The Download: Immunization exemptions
Whooping cough, an infectious bacterial disease that causes uncontrollable coughing, used to be one of the most common childhood diseases in the United States and a major cause of childhood deaths. Then a vaccine was developed and the disease became something of an oddity. But not in California.
The Left Coast state is coping with an epidemic of whooping cough, also known as pertussis. Through Nov. 30, according to the California Department of Public Health, there have been 7,297 confirmed, probable, and suspected cases of whooping cough, the most in 63 years. Ten deaths have been reported, nine of them infants who were generally too young to be immunized.
Jessica B. Mulholland, writing in Governing magazine, says California is most likely facing an epidemic because of policies that make it very easy for parents to exempt their children from receiving a vaccination for personal or religious reasons. Citing a study by the Journal of the American Medical Association, Mulholland says it’s easier to claim an exemption in California than it is to complete the immunization form.
Colorado is another state that makes it easy for parents to exempt their children from vaccinations. From July 1 through Nov. 13 of this year, 229 whooping cough cases were reported, almost triple the average number for that time period.

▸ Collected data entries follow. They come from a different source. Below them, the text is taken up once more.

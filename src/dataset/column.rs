//! Typed columns and column classification.

use serde::{Deserialize, Serialize};

/// Which family of drift tests applies to a column
#[derive(Debug, Clone, Copy, PartialEq, Eq, Hash, Serialize, Deserialize)]
#[serde(rename_all = "lowercase")]
pub enum ColumnKind {
    /// Numeric values: KS, Wasserstein and PSI
    Continuous,
    /// Labels: Chi-square
    Categorical,
}

impl ColumnKind {
    /// Integer and real-valued columns are continuous, everything else categorical.
    pub fn classify(values: &ColumnValues) -> Self {
        match values {
            ColumnValues::Integer(_) | ColumnValues::Float(_) => ColumnKind::Continuous,
            ColumnValues::Boolean(_) | ColumnValues::Text(_) => ColumnKind::Categorical,
        }
    }
}

impl std::fmt::Display for ColumnKind {
    fn fmt(&self, f: &mut std::fmt::Formatter<'_>) -> std::fmt::Result {
        match self {
            ColumnKind::Continuous => write!(f, "continuous"),
            ColumnKind::Categorical => write!(f, "categorical"),
        }
    }
}

/// Column storage. Missing values are `NaN` (floats) or `""` (text).
/// Infinite floats are kept here but count as missing in numeric views.
#[derive(Debug, Clone, PartialEq)]
pub enum ColumnValues {
    Integer(Vec<i64>),
    Float(Vec<f64>),
    Boolean(Vec<bool>),
    Text(Vec<String>),
}

impl ColumnValues {
    pub fn len(&self) -> usize {
        match self {
            ColumnValues::Integer(v) => v.len(),
            ColumnValues::Float(v) => v.len(),
            ColumnValues::Boolean(v) => v.len(),
            ColumnValues::Text(v) => v.len(),
        }
    }

    pub fn is_empty(&self) -> bool {
        self.len() == 0
    }

    /// Short type name used in logs and summaries
    pub fn dtype(&self) -> &'static str {
        match self {
            ColumnValues::Integer(_) => "int64",
            ColumnValues::Float(_) => "float64",
            ColumnValues::Boolean(_) => "bool",
            ColumnValues::Text(_) => "text",
        }
    }

    /// Finite values as `f64`, or `None` for non-numeric columns
    pub fn numeric(&self) -> Option<Vec<f64>> {
        match self {
            ColumnValues::Integer(v) => Some(v.iter().map(|&x| x as f64).collect()),
            ColumnValues::Float(v) => Some(v.iter().copied().filter(|x| x.is_finite()).collect()),
            ColumnValues::Boolean(_) | ColumnValues::Text(_) => None,
        }
    }

    /// Non-missing values rendered as category labels
    pub fn categories(&self) -> Vec<String> {
        match self {
            ColumnValues::Integer(v) => v.iter().map(ToString::to_string).collect(),
            ColumnValues::Float(v) => {
                v.iter().filter(|x| !x.is_nan()).map(ToString::to_string).collect()
            }
            ColumnValues::Boolean(v) => v.iter().map(ToString::to_string).collect(),
            ColumnValues::Text(v) => v.iter().filter(|s| !s.is_empty()).cloned().collect(),
        }
    }

    fn slice_from(&self, start: usize) -> Self {
        match self {
            ColumnValues::Integer(v) => ColumnValues::Integer(v[start..].to_vec()),
            ColumnValues::Float(v) => ColumnValues::Float(v[start..].to_vec()),
            ColumnValues::Boolean(v) => ColumnValues::Boolean(v[start..].to_vec()),
            ColumnValues::Text(v) => ColumnValues::Text(v[start..].to_vec()),
        }
    }
}

/// A named column
#[derive(Debug, Clone, PartialEq)]
pub struct Column {
    name: String,
    values: ColumnValues,
}

impl Column {
    pub fn new(name: impl Into<String>, values: ColumnValues) -> Self {
        Self { name: name.into(), values }
    }

    pub fn integer(name: impl Into<String>, values: Vec<i64>) -> Self {
        Self::new(name, ColumnValues::Integer(values))
    }

    pub fn float(name: impl Into<String>, values: Vec<f64>) -> Self {
        Self::new(name, ColumnValues::Float(values))
    }

    pub fn boolean(name: impl Into<String>, values: Vec<bool>) -> Self {
        Self::new(name, ColumnValues::Boolean(values))
    }

    pub fn text<I, S>(name: impl Into<String>, values: I) -> Self
    where
        I: IntoIterator<Item = S>,
        S: Into<String>,
    {
        Self::new(name, ColumnValues::Text(values.into_iter().map(Into::into).collect()))
    }

    pub fn name(&self) -> &str {
        &self.name
    }

    pub fn values(&self) -> &ColumnValues {
        &self.values
    }

    pub fn len(&self) -> usize {
        self.values.len()
    }

    pub fn is_empty(&self) -> bool {
        self.values.is_empty()
    }

    pub fn kind(&self) -> ColumnKind {
        ColumnKind::classify(&self.values)
    }

    pub(super) fn slice_from(&self, start: usize) -> Self {
        Self { name: self.name.clone(), values: self.values.slice_from(start) }
    }
}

While both California and Colorado have seen sharp spikes in whooping cough cases, Mulholland suggests Colorado has fared better because of state programs focused on vaccinating health care workers, new parents, and people who work with small children, effectively creating a circle of protection around unprotected infants and children.

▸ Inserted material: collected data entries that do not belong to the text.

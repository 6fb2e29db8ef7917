//! Error types with actionable diagnostics.
//!
//! Only structural failures surface here. Per-column, per-test problems
//! (missing columns, wrong column kinds, degenerate contingency tables) are
//! absorbed into the [`DriftReport`](crate::drift::DriftReport) instead.

use std::path::PathBuf;
use thiserror::Error;

/// Result type alias for driftwatch operations.
pub type Result<T> = std::result::Result<T, DriftError>;

/// Errors that can occur while building an engine or moving data in and out of it.
#[derive(Error, Debug)]
pub enum DriftError {
    /// Reference dataset has no rows or no columns.
    #[error("Reference dataset is empty ({rows} rows, {columns} columns)\n  → Provide at least one column with at least one row as the drift baseline")]
    EmptyReference { rows: usize, columns: usize },

    /// Dataset is structurally invalid (ragged columns, duplicate names).
    #[error("Invalid dataset: {message}")]
    InvalidDataset { message: String },

    /// Configuration value is invalid.
    #[error("Invalid configuration value for '{field}': {message}\n  → {suggestion}")]
    ConfigValue { field: String, message: String, suggestion: String },

    /// Configuration file not found at expected path.
    #[error("Configuration file not found: {path}\n  → Create a config file with `driftwatch config` or drop the --config flag")]
    ConfigNotFound { path: PathBuf },

    /// Configuration file has invalid syntax.
    #[error("Invalid configuration syntax in {path}:\n  {message}\n  → Check YAML syntax at the indicated line")]
    ConfigParsing { path: PathBuf, message: String },

    /// IO error with context.
    #[error("IO error: {context}\n  Cause: {source}")]
    Io {
        context: String,
        #[source]
        source: std::io::Error,
    },

    /// CSV input could not be read.
    #[error("CSV error in {path}: {source}\n  → Check that the file has a header row and a consistent number of fields")]
    Csv {
        path: PathBuf,
        #[source]
        source: csv::Error,
    },

    /// Serialization/deserialization error.
    #[error("Serialization error: {message}")]
    Serialization { message: String },
}

impl DriftError {
    /// Create an IO error with context.
    pub fn io(context: impl Into<String>, source: std::io::Error) -> Self {
        Self::Io { context: context.into(), source }
    }

    /// Create a dataset validation error.
    pub fn invalid_dataset(message: impl Into<String>) -> Self {
        Self::InvalidDataset { message: message.into() }
    }

    /// Check if this error is user-recoverable.
    pub fn is_user_error(&self) -> bool {
        matches!(
            self,
            Self::EmptyReference { .. }
                | Self::InvalidDataset { .. }
                | Self::ConfigValue { .. }
                | Self::ConfigNotFound { .. }
                | Self::ConfigParsing { .. }
                | Self::Csv { .. }
        )
    }

    /// Get the error code for structured output.
    pub fn code(&self) -> &'static str {
        match self {
            Self::EmptyReference { .. } => "E001",
            Self::InvalidDataset { .. } => "E002",
            Self::ConfigValue { .. } => "E003",
            Self::ConfigNotFound { .. } => "E004",
            Self::ConfigParsing { .. } => "E005",
            Self::Io { .. } => "E050",
            Self::Csv { .. } => "E051",
            Self::Serialization { .. } => "E052",
        }
    }
}

impl From<serde_json::Error> for DriftError {
    fn from(err: serde_json::Error) -> Self {
        Self::Serialization { message: err.to_string() }
    }
}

Massachusetts parents can claim immunization exemptions, but they have to state in writing that it conflicts with their “sincere religious beliefs.” It doesn’t seem to be a major issue in Massachusetts and the number of cases of whooping cough here doesn’t appear to be spiking. I could find no stats on the Department of Public Health’s website.
Against the backdrop of rising concern about whooping cough in some states, the US Supreme Court is reviewing a case brought by Pittsburg parents who are suing the drug maker Wyeth. The parents allege a diphtheria, tetanus, and pertussis vaccine their daughter received in April 1992 caused her to suffer seizures which still plague her today.